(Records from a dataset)
^^^^^^^^^^^^^^^^
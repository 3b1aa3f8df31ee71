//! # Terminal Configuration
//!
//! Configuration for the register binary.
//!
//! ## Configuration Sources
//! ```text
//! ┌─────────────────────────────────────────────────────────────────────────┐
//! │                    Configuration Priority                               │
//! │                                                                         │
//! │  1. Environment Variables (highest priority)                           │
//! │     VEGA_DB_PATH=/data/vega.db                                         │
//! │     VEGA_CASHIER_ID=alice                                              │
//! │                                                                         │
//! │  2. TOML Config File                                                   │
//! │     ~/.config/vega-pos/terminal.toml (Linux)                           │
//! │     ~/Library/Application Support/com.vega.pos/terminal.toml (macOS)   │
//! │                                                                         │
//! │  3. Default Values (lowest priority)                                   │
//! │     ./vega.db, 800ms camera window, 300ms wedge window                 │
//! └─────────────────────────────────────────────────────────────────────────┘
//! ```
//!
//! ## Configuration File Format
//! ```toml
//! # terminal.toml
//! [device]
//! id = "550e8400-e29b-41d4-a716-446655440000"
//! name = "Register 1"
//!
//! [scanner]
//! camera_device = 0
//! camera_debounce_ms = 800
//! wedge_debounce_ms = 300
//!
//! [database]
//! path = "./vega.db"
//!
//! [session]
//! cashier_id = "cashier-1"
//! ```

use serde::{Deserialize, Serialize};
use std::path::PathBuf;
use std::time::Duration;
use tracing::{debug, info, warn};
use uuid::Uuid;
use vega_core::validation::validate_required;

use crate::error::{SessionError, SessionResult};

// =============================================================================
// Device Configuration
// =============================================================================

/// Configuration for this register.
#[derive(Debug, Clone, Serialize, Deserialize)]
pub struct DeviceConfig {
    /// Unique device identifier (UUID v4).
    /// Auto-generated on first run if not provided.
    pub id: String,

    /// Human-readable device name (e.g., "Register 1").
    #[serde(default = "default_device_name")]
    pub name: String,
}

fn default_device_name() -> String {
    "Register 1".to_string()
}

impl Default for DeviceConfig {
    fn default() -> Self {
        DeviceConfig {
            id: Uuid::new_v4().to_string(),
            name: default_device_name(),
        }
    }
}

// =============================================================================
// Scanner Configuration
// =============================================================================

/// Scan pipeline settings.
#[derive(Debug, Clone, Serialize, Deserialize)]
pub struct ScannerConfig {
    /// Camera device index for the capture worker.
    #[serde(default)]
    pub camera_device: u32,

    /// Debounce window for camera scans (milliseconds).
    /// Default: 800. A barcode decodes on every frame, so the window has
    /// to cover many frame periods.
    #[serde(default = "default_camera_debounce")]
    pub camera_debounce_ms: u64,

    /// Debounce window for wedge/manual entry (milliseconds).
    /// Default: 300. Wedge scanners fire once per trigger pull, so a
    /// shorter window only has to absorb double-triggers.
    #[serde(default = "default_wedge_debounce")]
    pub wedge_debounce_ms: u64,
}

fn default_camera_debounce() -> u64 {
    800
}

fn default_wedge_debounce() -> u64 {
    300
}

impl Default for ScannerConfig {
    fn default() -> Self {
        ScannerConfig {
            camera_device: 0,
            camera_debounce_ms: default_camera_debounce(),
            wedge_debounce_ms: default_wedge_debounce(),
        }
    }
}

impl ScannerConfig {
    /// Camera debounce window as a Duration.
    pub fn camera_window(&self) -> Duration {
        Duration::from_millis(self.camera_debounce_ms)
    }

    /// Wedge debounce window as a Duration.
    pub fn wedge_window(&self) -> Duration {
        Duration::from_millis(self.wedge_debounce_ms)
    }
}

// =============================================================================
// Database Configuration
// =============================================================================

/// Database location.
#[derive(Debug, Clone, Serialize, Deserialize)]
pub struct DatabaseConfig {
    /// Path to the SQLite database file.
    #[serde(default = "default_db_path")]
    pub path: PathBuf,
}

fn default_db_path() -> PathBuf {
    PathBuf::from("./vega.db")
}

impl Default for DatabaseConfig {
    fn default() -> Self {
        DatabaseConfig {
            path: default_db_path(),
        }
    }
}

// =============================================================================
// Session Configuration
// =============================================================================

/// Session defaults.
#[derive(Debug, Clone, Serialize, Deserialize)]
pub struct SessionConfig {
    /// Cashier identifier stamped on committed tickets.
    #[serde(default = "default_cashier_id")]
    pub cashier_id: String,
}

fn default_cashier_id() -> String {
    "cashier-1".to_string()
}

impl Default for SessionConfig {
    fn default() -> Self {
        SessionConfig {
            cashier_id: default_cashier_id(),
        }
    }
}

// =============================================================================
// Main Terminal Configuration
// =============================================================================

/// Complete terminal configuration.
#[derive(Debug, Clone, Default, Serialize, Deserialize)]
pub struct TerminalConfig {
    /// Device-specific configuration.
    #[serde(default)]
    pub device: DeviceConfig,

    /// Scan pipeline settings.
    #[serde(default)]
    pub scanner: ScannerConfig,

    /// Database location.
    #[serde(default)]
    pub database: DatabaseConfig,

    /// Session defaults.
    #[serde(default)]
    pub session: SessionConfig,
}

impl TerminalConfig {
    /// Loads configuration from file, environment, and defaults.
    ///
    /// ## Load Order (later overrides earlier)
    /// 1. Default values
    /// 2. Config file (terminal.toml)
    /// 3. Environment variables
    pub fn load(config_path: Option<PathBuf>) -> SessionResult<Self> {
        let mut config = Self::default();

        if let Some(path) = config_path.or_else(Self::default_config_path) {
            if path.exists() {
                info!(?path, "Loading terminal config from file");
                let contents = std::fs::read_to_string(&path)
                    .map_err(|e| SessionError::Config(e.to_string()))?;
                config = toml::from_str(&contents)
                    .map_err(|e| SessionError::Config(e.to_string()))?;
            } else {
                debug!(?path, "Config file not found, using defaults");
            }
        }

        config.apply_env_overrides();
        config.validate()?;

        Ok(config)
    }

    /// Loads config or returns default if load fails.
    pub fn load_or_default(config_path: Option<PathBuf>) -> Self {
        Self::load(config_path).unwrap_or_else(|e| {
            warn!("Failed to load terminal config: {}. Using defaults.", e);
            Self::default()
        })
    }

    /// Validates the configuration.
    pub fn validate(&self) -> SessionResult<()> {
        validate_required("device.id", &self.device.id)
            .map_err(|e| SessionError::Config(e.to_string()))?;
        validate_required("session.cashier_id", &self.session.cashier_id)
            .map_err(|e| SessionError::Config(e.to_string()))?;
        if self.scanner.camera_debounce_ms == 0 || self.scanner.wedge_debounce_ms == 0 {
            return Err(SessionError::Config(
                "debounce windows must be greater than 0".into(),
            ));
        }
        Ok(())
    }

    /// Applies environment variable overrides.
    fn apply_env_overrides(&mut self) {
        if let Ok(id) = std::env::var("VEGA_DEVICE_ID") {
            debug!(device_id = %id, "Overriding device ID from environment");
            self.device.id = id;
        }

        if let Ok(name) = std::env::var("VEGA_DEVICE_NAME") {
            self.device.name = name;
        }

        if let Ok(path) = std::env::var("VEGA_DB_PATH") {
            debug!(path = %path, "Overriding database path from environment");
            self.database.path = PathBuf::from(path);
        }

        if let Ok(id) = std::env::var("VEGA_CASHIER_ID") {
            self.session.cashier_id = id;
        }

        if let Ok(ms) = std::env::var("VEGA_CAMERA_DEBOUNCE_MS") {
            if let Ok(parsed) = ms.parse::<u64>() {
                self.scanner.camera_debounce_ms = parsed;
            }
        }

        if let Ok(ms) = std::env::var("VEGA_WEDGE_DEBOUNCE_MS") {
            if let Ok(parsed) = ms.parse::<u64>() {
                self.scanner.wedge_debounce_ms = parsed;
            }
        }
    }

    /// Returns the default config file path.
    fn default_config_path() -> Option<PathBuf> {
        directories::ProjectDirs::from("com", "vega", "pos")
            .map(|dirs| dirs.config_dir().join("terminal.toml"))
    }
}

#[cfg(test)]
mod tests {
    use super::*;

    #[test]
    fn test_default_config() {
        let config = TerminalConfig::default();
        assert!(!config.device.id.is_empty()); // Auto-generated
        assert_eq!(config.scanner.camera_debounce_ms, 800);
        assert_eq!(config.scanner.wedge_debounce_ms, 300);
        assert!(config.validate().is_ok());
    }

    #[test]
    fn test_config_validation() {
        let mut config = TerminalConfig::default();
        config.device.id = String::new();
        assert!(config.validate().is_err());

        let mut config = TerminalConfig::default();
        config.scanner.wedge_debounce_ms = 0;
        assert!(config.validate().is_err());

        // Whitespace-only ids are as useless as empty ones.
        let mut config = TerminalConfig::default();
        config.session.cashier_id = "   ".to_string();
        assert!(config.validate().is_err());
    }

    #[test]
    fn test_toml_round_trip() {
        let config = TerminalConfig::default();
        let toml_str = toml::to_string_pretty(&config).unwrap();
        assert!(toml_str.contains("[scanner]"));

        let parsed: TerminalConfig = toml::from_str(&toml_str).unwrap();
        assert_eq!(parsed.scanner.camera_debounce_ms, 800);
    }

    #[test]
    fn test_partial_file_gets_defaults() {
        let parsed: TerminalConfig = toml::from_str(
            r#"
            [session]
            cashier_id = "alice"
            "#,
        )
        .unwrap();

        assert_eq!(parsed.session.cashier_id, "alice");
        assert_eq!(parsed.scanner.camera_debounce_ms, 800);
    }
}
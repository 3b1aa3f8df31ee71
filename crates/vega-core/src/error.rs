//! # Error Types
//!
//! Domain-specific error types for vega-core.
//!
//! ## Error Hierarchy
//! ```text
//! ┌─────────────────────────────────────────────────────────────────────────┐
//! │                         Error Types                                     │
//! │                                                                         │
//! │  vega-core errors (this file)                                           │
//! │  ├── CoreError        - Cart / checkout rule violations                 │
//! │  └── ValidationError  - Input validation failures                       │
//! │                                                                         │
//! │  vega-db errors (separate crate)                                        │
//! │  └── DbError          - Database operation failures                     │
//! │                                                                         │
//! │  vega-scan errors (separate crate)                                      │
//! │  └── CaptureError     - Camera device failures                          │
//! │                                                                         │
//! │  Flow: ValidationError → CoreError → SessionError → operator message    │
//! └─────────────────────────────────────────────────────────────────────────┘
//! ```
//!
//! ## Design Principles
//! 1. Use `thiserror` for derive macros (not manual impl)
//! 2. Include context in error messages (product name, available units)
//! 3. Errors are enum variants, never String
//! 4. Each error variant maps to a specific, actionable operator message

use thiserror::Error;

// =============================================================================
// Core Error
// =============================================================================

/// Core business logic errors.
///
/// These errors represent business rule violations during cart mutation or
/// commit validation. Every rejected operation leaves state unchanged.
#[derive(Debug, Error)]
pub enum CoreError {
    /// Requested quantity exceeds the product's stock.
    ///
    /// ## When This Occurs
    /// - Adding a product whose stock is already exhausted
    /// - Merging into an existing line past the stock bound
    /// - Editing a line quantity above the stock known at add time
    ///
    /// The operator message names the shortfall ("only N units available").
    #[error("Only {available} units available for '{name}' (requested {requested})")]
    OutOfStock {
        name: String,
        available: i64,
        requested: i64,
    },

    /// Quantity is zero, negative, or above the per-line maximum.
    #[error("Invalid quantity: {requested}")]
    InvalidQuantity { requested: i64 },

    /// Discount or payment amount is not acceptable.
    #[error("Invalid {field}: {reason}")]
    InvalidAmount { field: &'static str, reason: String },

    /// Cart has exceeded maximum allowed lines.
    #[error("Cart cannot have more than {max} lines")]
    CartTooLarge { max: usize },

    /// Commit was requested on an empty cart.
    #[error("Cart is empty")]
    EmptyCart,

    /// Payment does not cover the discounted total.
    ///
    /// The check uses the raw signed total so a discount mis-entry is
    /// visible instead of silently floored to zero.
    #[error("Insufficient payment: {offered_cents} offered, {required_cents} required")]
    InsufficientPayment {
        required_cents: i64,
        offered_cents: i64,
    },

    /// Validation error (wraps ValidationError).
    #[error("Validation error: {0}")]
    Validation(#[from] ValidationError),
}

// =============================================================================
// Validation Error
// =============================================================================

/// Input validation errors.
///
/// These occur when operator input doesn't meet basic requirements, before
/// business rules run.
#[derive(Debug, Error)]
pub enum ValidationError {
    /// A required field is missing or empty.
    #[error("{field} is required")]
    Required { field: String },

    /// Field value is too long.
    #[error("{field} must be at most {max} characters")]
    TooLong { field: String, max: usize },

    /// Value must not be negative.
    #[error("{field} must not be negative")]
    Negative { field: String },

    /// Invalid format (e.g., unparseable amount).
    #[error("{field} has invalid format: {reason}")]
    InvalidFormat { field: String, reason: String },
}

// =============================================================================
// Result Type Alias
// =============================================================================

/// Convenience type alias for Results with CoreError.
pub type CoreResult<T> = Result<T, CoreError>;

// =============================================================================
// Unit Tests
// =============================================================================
^^^^^^^^^^^^^^^^
- **Work required**
Starting from the line containing "maximum allowed lines.", repeat each line through the end of the entries, exactly.

- **Task result**
    /// Cart has exceeded maximum allowed lines.
    #[error("Cart cannot have more than {max} lines")]
    CartTooLarge { max: usize },

    /// Commit was requested on an empty cart.
    #[error("Cart is empty")]
    EmptyCart,

    /// Payment does not cover the discounted total.
    ///
    /// The check uses the raw signed total so a discount mis-entry is
    /// visible instead of silently floored to zero.
    #[error("Insufficient payment: {offered_cents} offered, {required_cents} required")]
    InsufficientPayment {
        required_cents: i64,
        offered_cents: i64,
    },

    /// Validation error (wraps ValidationError).
    #[error("Validation error: {0}")]
    Validation(#[from] ValidationError),
}

// =============================================================================
// Validation Error
// =============================================================================

/// Input validation errors.
///
/// These occur when operator input doesn't meet basic requirements, before
/// business rules run.
#[derive(Debug, Error)]
pub enum ValidationError {
    /// A required field is missing or empty.
    #[error("{field} is required")]
    Required { field: String },

    /// Field value is too long.
    #[error("{field} must be at most {max} characters")]
    TooLong { field: String, max: usize },

    /// Value must not be negative.
    #[error("{field} must not be negative")]
    Negative { field: String },

    /// Invalid format (e.g., unparseable amount).
    #[error("{field} has invalid format: {reason}")]
    InvalidFormat { field: String, reason: String },
}

// =============================================================================
// Result Type Alias
// =============================================================================

/// Convenience type alias for Results with CoreError.
pub type CoreResult<T> = Result<T, CoreError>;

// =============================================================================
// Unit Tests
// =============================================================================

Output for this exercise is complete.